2 Timothée 3, 10 – 17
Je poursuis mon agréable compagnonnage avec Paul et Timothée.
Ce qui me frappe dans ce passage, c’est la double légitimité de Paul : il a annoncé la Parole du Christ à la fois par l’exemple et par une parfaite connaissance des Ecritures juives de l’époque. C’est ainsi qu’il a formé Timothée, son enfant dans la foi. C’est ainsi qu’il a fondé les premières communautés chrétiennes.
Je porte en mon coeur beaucoup de prêtres qui ont agi ainsi, notamment celui de la paroisse de mon enfance : parfaitement juste, à l’écoute, cordial, joyeux, prêchant toujours la Parole de Dieu avec finesse et adaptation au contexte qui était celui des débuts de Vatican II. Je sais que je lui dois toute la sincérité de ma foi aujourd’hui devenue pleinement adulte. Je ne participe jamais à une messe sans penser à lui, sans me recommander à lui quand je dis “Seigneur, je ne suis pas digne de te recevoir, mais dis seulement une parole, et je serai guéri.” J’ai ainsi un petit ciel dans mon coeur quand je dis ces paroles : lui, mon grand-oncle prêtre, qui était très humble et très doux, aimé de ses paroissiens, le prêtre dont ma tante était l’aide – le seul que j’aie connu en soutane – , un missionnaire lumineux que j’ai rencontré en Afrique, et un moine bénédictin très saint avec lequel j’ai entretenu une correspondance pendant quelques années. “Mes cinq”, j’en suis sûre près du Seigneur dans la gloire de sa résurrection, que j’appelle ainsi au secours de mon âme jour après jour, désireuse de poursuivre ce qu’ils ont si bien semé.

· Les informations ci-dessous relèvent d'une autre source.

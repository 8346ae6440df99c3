//! Python loader generation.
//!
//! Produces a single `__init__.py` that finds and loads the compiled
//! library with `ctypes` and defines one wrapper per exported function.
//! No other generated files are needed.

use std::collections::HashSet;

use super::types::{ExportedFunction, TypeDescriptor};

const PY_KEYWORDS: &[&str] = &[
    "False", "None", "True", "and", "as", "assert", "async", "await", "break", "class",
    "continue", "def", "del", "elif", "else", "except", "finally", "for", "from", "global",
    "if", "import", "in", "is", "lambda", "nonlocal", "not", "or", "pass", "raise", "return",
    "try", "while", "with", "yield",
];

/// Names a wrapper body reads; a parameter with one of these names would
/// shadow it.
const WRAPPER_NAMES: &[&str] = &[
    "ctypes",
    "getattr",
    "_load_library",
    "_release_gil",
    "_zw_lib",
    "_zw_fn",
];

/// Generator for the ctypes loader module.
#[derive(Debug, Clone)]
pub struct PythonGenerator {
    module_name: String,
    lib_filename: String,
    lock_release: bool,
    version: String,
}

impl PythonGenerator {
    /// Create a generator for `module_name` loading `lib_filename`.
    pub fn new(module_name: impl Into<String>, lib_filename: impl Into<String>) -> Self {
        PythonGenerator {
            module_name: module_name.into(),
            lib_filename: lib_filename.into(),
            lock_release: true,
            version: "0.1.0".to_string(),
        }
    }

    /// Enable or disable the GIL release scope around native calls.
    pub fn with_lock_release(mut self, enabled: bool) -> Self {
        self.lock_release = enabled;
        self
    }

    /// Set the `__version__` recorded in the module.
    pub fn with_version(mut self, version: impl Into<String>) -> Self {
        self.version = version.into();
        self
    }

    /// Generate the module source.
    pub fn generate(&self, functions: &[ExportedFunction]) -> String {
        let mut out = String::new();

        self.emit_header(&mut out, functions);
        self.emit_loader(&mut out);
        if self.lock_release {
            emit_release_scope(&mut out);
        }

        section(&mut out, "Function Bindings");
        for func in functions {
            self.emit_function(&mut out, func);
        }

        section(&mut out, "Module Initialization");
        out.push_str("# Load eagerly so the first call is fast; on failure, retry at first call.\n");
        out.push_str("try:\n");
        out.push_str("    _load_library()\n");
        out.push_str("except OSError:\n");
        out.push_str("    pass\n");

        out
    }

    fn emit_header(&self, out: &mut String, functions: &[ExportedFunction]) {
        out.push_str("\"\"\"\n");
        out.push_str(&format!(
            "{} - Python bindings for a Zig library.\n",
            escape_docstring(&self.module_name)
        ));
        out.push_str("\nThis module was generated by zigwheel. Do not edit.\n");
        out.push_str("\"\"\"\n\n");
        out.push_str("from __future__ import annotations\n\n");
        out.push_str("import ctypes\n");
        out.push_str("import sys\n");
        out.push_str("import threading\n");
        out.push_str("from pathlib import Path\n");
        out.push_str("from typing import Any, List, Optional\n\n");

        out.push_str(&format!("__version__ = {}\n", py_str(&self.version)));
        out.push_str("__all__ = [\n");
        for func in functions {
            out.push_str(&format!("    {},\n", py_str(&python_name(&func.name))));
        }
        out.push_str("]\n\n");
    }

    fn emit_loader(&self, out: &mut String) {
        let loader = if self.lock_release {
            "ctypes.CDLL"
        } else {
            "ctypes.PyDLL"
        };

        section(out, "Library Loading");
        out.push_str(&format!("_MODULE_NAME = {}\n", py_str(&self.module_name)));
        out.push_str(&format!("_LIB_FILENAME = {}\n", py_str(&self.lib_filename)));
        out.push_str("_lib: Optional[ctypes.CDLL] = None\n");
        out.push_str("_lib_lock = threading.Lock()\n\n\n");

        out.push_str(
            r#"def _library_candidates() -> List[str]:
    """File names the native library may have on this platform."""
    if sys.platform == "win32":
        return [_LIB_FILENAME, f"{_MODULE_NAME}.dll", f"lib{_MODULE_NAME}.dll"]
    if sys.platform == "darwin":
        return [_LIB_FILENAME, f"lib{_MODULE_NAME}.dylib", f"{_MODULE_NAME}.dylib"]
    return [_LIB_FILENAME, f"lib{_MODULE_NAME}.so", f"{_MODULE_NAME}.so"]


def _get_lib_path() -> Path:
    """Find the native library next to this module."""
    module_dir = Path(__file__).resolve().parent
    lib_names = _library_candidates()
    for name in lib_names:
        lib_path = module_dir / name
        if lib_path.exists():
            return lib_path
    raise OSError(
        f"Could not find {_MODULE_NAME} native library. "
        f"Searched in {module_dir} for: {lib_names}"
    )


"#,
        );

        out.push_str(&format!(
            r#"def _load_library() -> ctypes.CDLL:
    """Load the native library on first use and reuse the handle afterwards."""
    global _lib
    lib = _lib
    if lib is not None:
        return lib
    with _lib_lock:
        if _lib is None:
            lib_path = _get_lib_path()
            try:
                _lib = {loader}(str(lib_path))
            except OSError as e:
                raise OSError(
                    f"Failed to load {{_MODULE_NAME}} native library from {{lib_path}}: {{e}}"
                ) from e
        return _lib


"#
        ));
    }

    fn emit_function(&self, out: &mut String, func: &ExportedFunction) {
        let py_func = python_name(&func.name);
        if py_func != func.name {
            tracing::warn!(
                "Exported function `{}` is a Python keyword; it is bound as `{}`",
                func.name,
                py_func
            );
        }

        let arg_names = python_param_names(func);
        let param_list = arg_names.join(", ");

        let argtypes: Vec<&str> = func
            .params
            .iter()
            .map(|p| {
                warn_if_fallback(&func.name, &format!("parameter `{}`", p.name), &p.ty);
                TypeDescriptor::map(&p.ty).as_ctypes()
            })
            .collect();

        warn_if_fallback(&func.name, "return value", &func.return_type);
        let restype = TypeDescriptor::map(&func.return_type).as_ctypes();

        out.push_str(&format!("def {}({}):\n", py_func, param_list));
        emit_docstring(out, func);

        out.push_str("    _zw_lib = _load_library()\n");
        out.push_str(&format!(
            "    _zw_fn = getattr(_zw_lib, {})\n",
            py_str(&func.name)
        ));
        out.push_str(&format!("    _zw_fn.argtypes = [{}]\n", argtypes.join(", ")));
        out.push_str(&format!("    _zw_fn.restype = {}\n", restype));

        if self.lock_release && func.release_lock {
            out.push_str("    with _release_gil:\n");
            out.push_str(&format!("        return _zw_fn({})\n", param_list));
        } else {
            out.push_str(&format!("    return _zw_fn({})\n", param_list));
        }
        out.push_str("\n\n");
    }
}

fn section(out: &mut String, title: &str) {
    let rule = "# ".to_string() + &"=".repeat(77);
    out.push_str(&rule);
    out.push('\n');
    out.push_str(&format!("# {}\n", title));
    out.push_str(&rule);
    out.push_str("\n\n");
}

fn emit_release_scope(out: &mut String) {
    section(out, "GIL Management");
    out.push_str(
        r#"class _ReleaseGIL:
    """Scope around a native call that runs without the GIL.

    The library is loaded with ctypes.CDLL, which drops the GIL for the whole
    foreign call and takes it back before returning, including when the call
    raises. The scope counts calls in flight and always balances on exit.
    """

    __slots__ = ("_active", "_lock")

    def __init__(self) -> None:
        self._active = 0
        self._lock = threading.Lock()

    def __enter__(self) -> "_ReleaseGIL":
        with self._lock:
            self._active += 1
        return self

    def __exit__(self, *args: Any) -> None:
        with self._lock:
            self._active -= 1

    @property
    def active(self) -> int:
        """Number of native calls currently in flight."""
        return self._active


_release_gil = _ReleaseGIL()


"#,
    );
}

fn emit_docstring(out: &mut String, func: &ExportedFunction) {
    out.push_str(&format!("    \"\"\"{}\n", func.name));

    if !func.doc.is_empty() {
        out.push('\n');
        for line in func.doc.lines() {
            if line.trim().is_empty() {
                out.push('\n');
            } else {
                out.push_str(&format!("    {}\n", escape_docstring(line)));
            }
        }
    }

    if !func.params.is_empty() {
        out.push_str("\n    Args:\n");
        for p in &func.params {
            out.push_str(&format!(
                "        {}: {}\n",
                escape_docstring(&p.name),
                escape_docstring(&p.ty)
            ));
        }
    }

    if func.returns_value() {
        out.push_str("\n    Returns:\n");
        out.push_str(&format!("        {}\n", escape_docstring(&func.return_type)));
    }

    out.push_str("    \"\"\"\n");
}

fn warn_if_fallback(func: &str, position: &str, ty: &str) {
    if TypeDescriptor::lookup(ty).is_none() {
        tracing::warn!(
            "`{}`: {} has unrecognized type `{}`; it is passed as an opaque pointer (ctypes.c_void_p)",
            func,
            position,
            ty
        );
    }
}

/// Identifier safe to use in Python source.
fn python_name(name: &str) -> String {
    if PY_KEYWORDS.contains(&name) {
        format!("{}_", name)
    } else {
        name.to_string()
    }
}

/// Python argument names in declaration order, made unique.
fn python_param_names(func: &ExportedFunction) -> Vec<String> {
    let mut seen = HashSet::new();
    func.params
        .iter()
        .enumerate()
        .map(|(i, p)| {
            let mut name = python_name(&p.name);
            if WRAPPER_NAMES.contains(&name.as_str()) {
                name.push('_');
            }
            if !seen.insert(name.clone()) {
                name = format!("{}_{}", name, i);
                seen.insert(name.clone());
            }
            name
        })
        .collect()
}

/// A double-quoted Python string literal.
fn py_str(s: &str) -> String {
    let mut out = String::with_capacity(s.len() + 2);
    out.push('"');
    for c in s.chars() {
        match c {
            '\\' => out.push_str("\\\\"),
            '"' => out.push_str("\\\""),
            '\n' => out.push_str("\\n"),
            '\r' => out.push_str("\\r"),
            '\t' => out.push_str("\\t"),
            c => out.push(c),
        }
    }
    out.push('"');
    out
}

/// Text that can sit inside a `"""` docstring unchanged.
fn escape_docstring(s: &str) -> String {
    s.replace('\\', "\\\\").replace("\"\"\"", "\\\"\\\"\\\"")
}
//! Content digests in the form wheel RECORD files use.

use std::fs::File;
use std::io::{BufReader, Read};
use std::path::Path;

use anyhow::{Context, Result};
use base64::engine::general_purpose::URL_SAFE_NO_PAD;
use base64::Engine as _;
use sha2::{Digest, Sha256};

/// Digest algorithm name written into RECORD entries.
pub const RECORD_ALGORITHM: &str = "sha256";

/// SHA256 of a byte slice, base64-url encoded without padding.
pub fn sha256_urlsafe(data: &[u8]) -> String {
    let mut hasher = Sha256::new();
    hasher.update(data);
    URL_SAFE_NO_PAD.encode(hasher.finalize())
}

/// Digest and byte length of a file, streamed.
pub fn file_digest(path: &Path) -> Result<(String, u64)> {
    let file = File::open(path)
        .with_context(|| format!("failed to open file for hashing: {}", path.display()))?;

    let mut reader = BufReader::new(file);
    let mut hasher = Sha256::new();
    let mut buffer = [0u8; 8192];
    let mut len = 0u64;

    loop {
        let bytes_read = reader
            .read(&mut buffer)
            .with_context(|| format!("failed to read {}", path.display()))?;
        if bytes_read == 0 {
            break;
        }
        len += bytes_read as u64;
        hasher.update(&buffer[..bytes_read]);
    }

    Ok((URL_SAFE_NO_PAD.encode(hasher.finalize()), len))
}

#[cfg(test)]
mod tests {
    use super::*;
    use tempfile::TempDir;

    #[test]
    fn test_sha256_urlsafe() {
        assert_eq!(
            sha256_urlsafe(b"hello"),
            "LPJNul-wow4m6DsqxbninhsWHlwfp0JecwQzYpOLmCQ"
        );
        assert_eq!(
            sha256_urlsafe(b""),
            "47DEQpj8HBSa-_TImW-5JCeuQeRkm5NMpJWZG3hSuFU"
        );
    }

    #[test]
    fn test_file_digest_matches_bytes() {
        let tmp = TempDir::new().unwrap();
        let path = tmp.path().join("data.bin");
        let data: Vec<u8> = (0..20_000u32).map(|i| (i % 251) as u8).collect();
        std::fs::write(&path, &data).unwrap();

        let (digest, len) = file_digest(&path).unwrap();
        assert_eq!(digest, sha256_urlsafe(&data));
        assert_eq!(len, 20_000);
        assert!(!digest.contains('='));
    }
}
//! `zigwheel completions` command
//!
//! Generates shell completions for various shells.

use std::io;

use anyhow::Result;
use clap::CommandFactory;
use clap_complete::generate;

use crate::cli::{Cli, CompletionsArgs};

pub fn execute(args: CompletionsArgs) -> Result<()> {
    let mut cmd = Cli::command();
    let name = cmd.get_name().to_string();

    generate(args.shell, &mut cmd, name, &mut io::stdout());

    Ok(())
}
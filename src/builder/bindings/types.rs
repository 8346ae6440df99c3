//! Exported-function records and the Zig-to-ctypes type mapping.

use serde::{Deserialize, Serialize};

/// A function declared with `export fn` in Zig source.
#[derive(Debug, Clone, PartialEq, Eq, Serialize, Deserialize)]
pub struct ExportedFunction {
    /// Symbol name
    pub name: String,

    /// Return type as spelled in the source
    pub return_type: String,

    /// Runtime parameters, in declaration order
    pub params: Vec<ExportParam>,

    /// Text of the `///` comment block above the declaration
    #[serde(default)]
    pub doc: String,

    /// Whether the call may run with the GIL released.
    ///
    /// The scanner always sets this; the generator also honors the global
    /// `lock-release` setting.
    #[serde(default = "default_release_lock")]
    pub release_lock: bool,
}

fn default_release_lock() -> bool {
    true
}

impl ExportedFunction {
    /// Create a function with the given name and return type.
    pub fn new(name: impl Into<String>, return_type: impl Into<String>) -> Self {
        ExportedFunction {
            name: name.into(),
            return_type: return_type.into(),
            params: Vec::new(),
            doc: String::new(),
            release_lock: true,
        }
    }

    /// Add a parameter.
    pub fn with_param(mut self, name: impl Into<String>, ty: impl Into<String>) -> Self {
        self.params.push(ExportParam::new(name, ty));
        self
    }

    /// Set the doc text.
    pub fn with_doc(mut self, doc: impl Into<String>) -> Self {
        self.doc = doc.into();
        self
    }

    /// Whether the function returns a value.
    pub fn returns_value(&self) -> bool {
        !self.return_type.is_empty() && TypeDescriptor::map(&self.return_type) != TypeDescriptor::Void
    }
}

/// A runtime parameter of an exported function.
#[derive(Debug, Clone, PartialEq, Eq, Serialize, Deserialize)]
pub struct ExportParam {
    /// Parameter name
    pub name: String,

    /// Type as spelled in the source
    #[serde(rename = "type")]
    pub ty: String,
}

impl ExportParam {
    pub fn new(name: impl Into<String>, ty: impl Into<String>) -> Self {
        ExportParam {
            name: name.into(),
            ty: ty.into(),
        }
    }
}

/// How a value crosses the native boundary.
#[derive(Debug, Clone, Copy, PartialEq, Eq, Hash, Serialize, Deserialize)]
#[serde(rename_all = "snake_case")]
pub enum TypeDescriptor {
    /// No value (`void`)
    Void,

    /// Fixed-width signed integers
    Int8,
    Int16,
    Int32,
    Int64,

    /// Fixed-width unsigned integers
    UInt8,
    UInt16,
    UInt32,
    UInt64,

    /// C ABI integers whose width follows the platform
    CChar,
    CShort,
    CUShort,
    CInt,
    CUInt,
    CLong,
    CULong,
    CLongLong,
    CULongLong,

    /// Size types
    Size,
    SSize,

    /// Floating point. `f16` maps to `Float32`: ctypes has no half float.
    Float32,
    Float64,

    /// Boolean
    Bool,

    /// Null-terminated byte string
    CString,

    /// Anything else that is passed as an address
    Pointer,
}

impl TypeDescriptor {
    /// Map a Zig type spelling. Unknown spellings become [`TypeDescriptor::Pointer`].
    pub fn map(raw: &str) -> Self {
        Self::lookup(raw).unwrap_or(TypeDescriptor::Pointer)
    }

    /// Map a Zig type spelling if a rule covers it.
    ///
    /// Returns `None` for spellings that only the opaque-pointer default
    /// would cover.
    pub fn lookup(raw: &str) -> Option<Self> {
        let spelling = normalize(raw);
        let mut s = spelling.as_str();

        loop {
            if let Some(desc) = Self::lookup_exact(s) {
                return Some(desc);
            }

            if is_pointer_shaped(s) {
                return Some(TypeDescriptor::Pointer);
            }

            // Optionals map like their payload; an optional pointer is opaque.
            s = s.strip_prefix('?')?.trim_start();
            if is_pointer_shaped(s) {
                return Some(TypeDescriptor::Pointer);
            }
        }
    }

    fn lookup_exact(s: &str) -> Option<Self> {
        let desc = match s {
            "i8" => TypeDescriptor::Int8,
            "i16" => TypeDescriptor::Int16,
            "i32" => TypeDescriptor::Int32,
            "i64" => TypeDescriptor::Int64,
            "u8" => TypeDescriptor::UInt8,
            "u16" => TypeDescriptor::UInt16,
            "u32" => TypeDescriptor::UInt32,
            "u64" => TypeDescriptor::UInt64,
            "f16" | "f32" => TypeDescriptor::Float32,
            "f64" => TypeDescriptor::Float64,
            "bool" => TypeDescriptor::Bool,
            "c_char" => TypeDescriptor::CChar,
            "c_short" => TypeDescriptor::CShort,
            "c_ushort" => TypeDescriptor::CUShort,
            "c_int" => TypeDescriptor::CInt,
            "c_uint" => TypeDescriptor::CUInt,
            "c_long" => TypeDescriptor::CLong,
            "c_ulong" => TypeDescriptor::CULong,
            "c_longlong" => TypeDescriptor::CLongLong,
            "c_ulonglong" => TypeDescriptor::CULongLong,
            "usize" => TypeDescriptor::Size,
            "isize" => TypeDescriptor::SSize,
            "void" => TypeDescriptor::Void,
            "[*c]const u8" | "[*c]u8" | "*const u8" | "*u8" | "[*]const u8" | "[*]u8"
            | "[*:0]const u8" | "[*:0]u8" => TypeDescriptor::CString,
            _ => return None,
        };
        Some(desc)
    }

    /// The ctypes expression for this descriptor.
    pub fn as_ctypes(&self) -> &'static str {
        match self {
            TypeDescriptor::Void => "None",
            TypeDescriptor::Int8 => "ctypes.c_int8",
            TypeDescriptor::Int16 => "ctypes.c_int16",
            TypeDescriptor::Int32 => "ctypes.c_int32",
            TypeDescriptor::Int64 => "ctypes.c_int64",
            TypeDescriptor::UInt8 => "ctypes.c_uint8",
            TypeDescriptor::UInt16 => "ctypes.c_uint16",
            TypeDescriptor::UInt32 => "ctypes.c_uint32",
            TypeDescriptor::UInt64 => "ctypes.c_uint64",
            TypeDescriptor::CChar => "ctypes.c_char",
            TypeDescriptor::CShort => "ctypes.c_short",
            TypeDescriptor::CUShort => "ctypes.c_ushort",
            TypeDescriptor::CInt => "ctypes.c_int",
            TypeDescriptor::CUInt => "ctypes.c_uint",
            TypeDescriptor::CLong => "ctypes.c_long",
            TypeDescriptor::CULong => "ctypes.c_ulong",
            TypeDescriptor::CLongLong => "ctypes.c_longlong",
            TypeDescriptor::CULongLong => "ctypes.c_ulonglong",
            TypeDescriptor::Size => "ctypes.c_size_t",
            TypeDescriptor::SSize => "ctypes.c_ssize_t",
            TypeDescriptor::Float32 => "ctypes.c_float",
            TypeDescriptor::Float64 => "ctypes.c_double",
            TypeDescriptor::Bool => "ctypes.c_bool",
            TypeDescriptor::CString => "ctypes.c_char_p",
            TypeDescriptor::Pointer => "ctypes.c_void_p",
        }
    }
}

/// Trim and collapse internal whitespace runs to one space.
fn normalize(raw: &str) -> String {
    raw.split_whitespace().collect::<Vec<_>>().join(" ")
}

fn is_pointer_shaped(s: &str) -> bool {
    s.starts_with('*') || s.starts_with("[*")
}

#[cfg(test)]
mod tests {
    use super::*;

    #[test]
    fn test_scalar_table() {
        assert_eq!(TypeDescriptor::map("i32"), TypeDescriptor::Int32);
        assert_eq!(TypeDescriptor::map("u64"), TypeDescriptor::UInt64);
        assert_eq!(TypeDescriptor::map("f64"), TypeDescriptor::Float64);
        assert_eq!(TypeDescriptor::map("bool"), TypeDescriptor::Bool);
        assert_eq!(TypeDescriptor::map("usize"), TypeDescriptor::Size);
        assert_eq!(TypeDescriptor::map("c_long"), TypeDescriptor::CLong);
        assert_eq!(TypeDescriptor::map("void"), TypeDescriptor::Void);
    }

    #[test]
    fn test_half_float_is_approximated() {
        assert_eq!(TypeDescriptor::map("f16"), TypeDescriptor::Float32);
    }

    #[test]
    fn test_byte_pointers_are_strings() {
        for s in ["[*c]const u8", "[*c]u8", "*const u8", "*u8", "[*]const u8", "[*:0]const u8"] {
            assert_eq!(TypeDescriptor::map(s), TypeDescriptor::CString, "{}", s);
        }
        assert_eq!(TypeDescriptor::map("  [*c]const   u8 "), TypeDescriptor::CString);
    }

    #[test]
    fn test_other_pointers_are_opaque() {
        assert_eq!(TypeDescriptor::map("*const i32"), TypeDescriptor::Pointer);
        assert_eq!(TypeDescriptor::map("[*]f64"), TypeDescriptor::Pointer);
        assert_eq!(TypeDescriptor::lookup("*Context"), Some(TypeDescriptor::Pointer));
    }

    #[test]
    fn test_optional_types() {
        assert_eq!(TypeDescriptor::map("?*anyopaque"), TypeDescriptor::Pointer);
        assert_eq!(TypeDescriptor::map("?[*c]const u8"), TypeDescriptor::Pointer);
        assert_eq!(TypeDescriptor::map("?i32"), TypeDescriptor::Int32);
    }

    #[test]
    fn test_deeply_nested_optionals() {
        let spelling = format!("{}i32", "?".repeat(100_000));
        assert_eq!(TypeDescriptor::map(&spelling), TypeDescriptor::Int32);
        let spelling = format!("{}Handle", "? ".repeat(100_000));
        assert_eq!(TypeDescriptor::lookup(&spelling), None);
    }

    #[test]
    fn test_unknown_falls_back_to_pointer() {
        assert_eq!(TypeDescriptor::lookup("MyStruct"), None);
        assert_eq!(TypeDescriptor::map("MyStruct"), TypeDescriptor::Pointer);
        assert_eq!(TypeDescriptor::map(""), TypeDescriptor::Pointer);
        assert_eq!(TypeDescriptor::map("?"), TypeDescriptor::Pointer);
    }

    #[test]
    fn test_mapping_is_deterministic() {
        let inputs = ["i32", "?*u8", "garbage!!", "[*c]u8", "??i8", "\u{1F600}"];
        for s in inputs {
            assert_eq!(TypeDescriptor::map(s), TypeDescriptor::map(s));
        }
    }

    #[test]
    fn test_ctypes_names() {
        assert_eq!(TypeDescriptor::Int32.as_ctypes(), "ctypes.c_int32");
        assert_eq!(TypeDescriptor::Void.as_ctypes(), "None");
        assert_eq!(TypeDescriptor::CString.as_ctypes(), "ctypes.c_char_p");
        assert_eq!(TypeDescriptor::Pointer.as_ctypes(), "ctypes.c_void_p");
    }

    #[test]
    fn test_returns_value() {
        assert!(ExportedFunction::new("f", "i32").returns_value());
        assert!(!ExportedFunction::new("f", "void").returns_value());
    }
}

Cependant, j’ai aussi une amertume au coeur quand je médite ce passage : Depuis ton plus jeune âge, tu connais les textes sacrés : ils ont le pouvoir de te communiquer la sagesse, celle qui conduit au salut par la foi que nous avons en Jésus Christ.
Je suis encore d’un temps où on ne recommandait pas aux fidèles de lire la Bible. Ce que je connaissais des Ecritures me venait uniquement du contenu des messes dominicales, et aussi d’un jeu de société que nous avions, basé sur des versets des Evangiles que j’ai du coup retenus par coeur. C’était déjà bien, mais était-ce assez ? Je ne le crois pas.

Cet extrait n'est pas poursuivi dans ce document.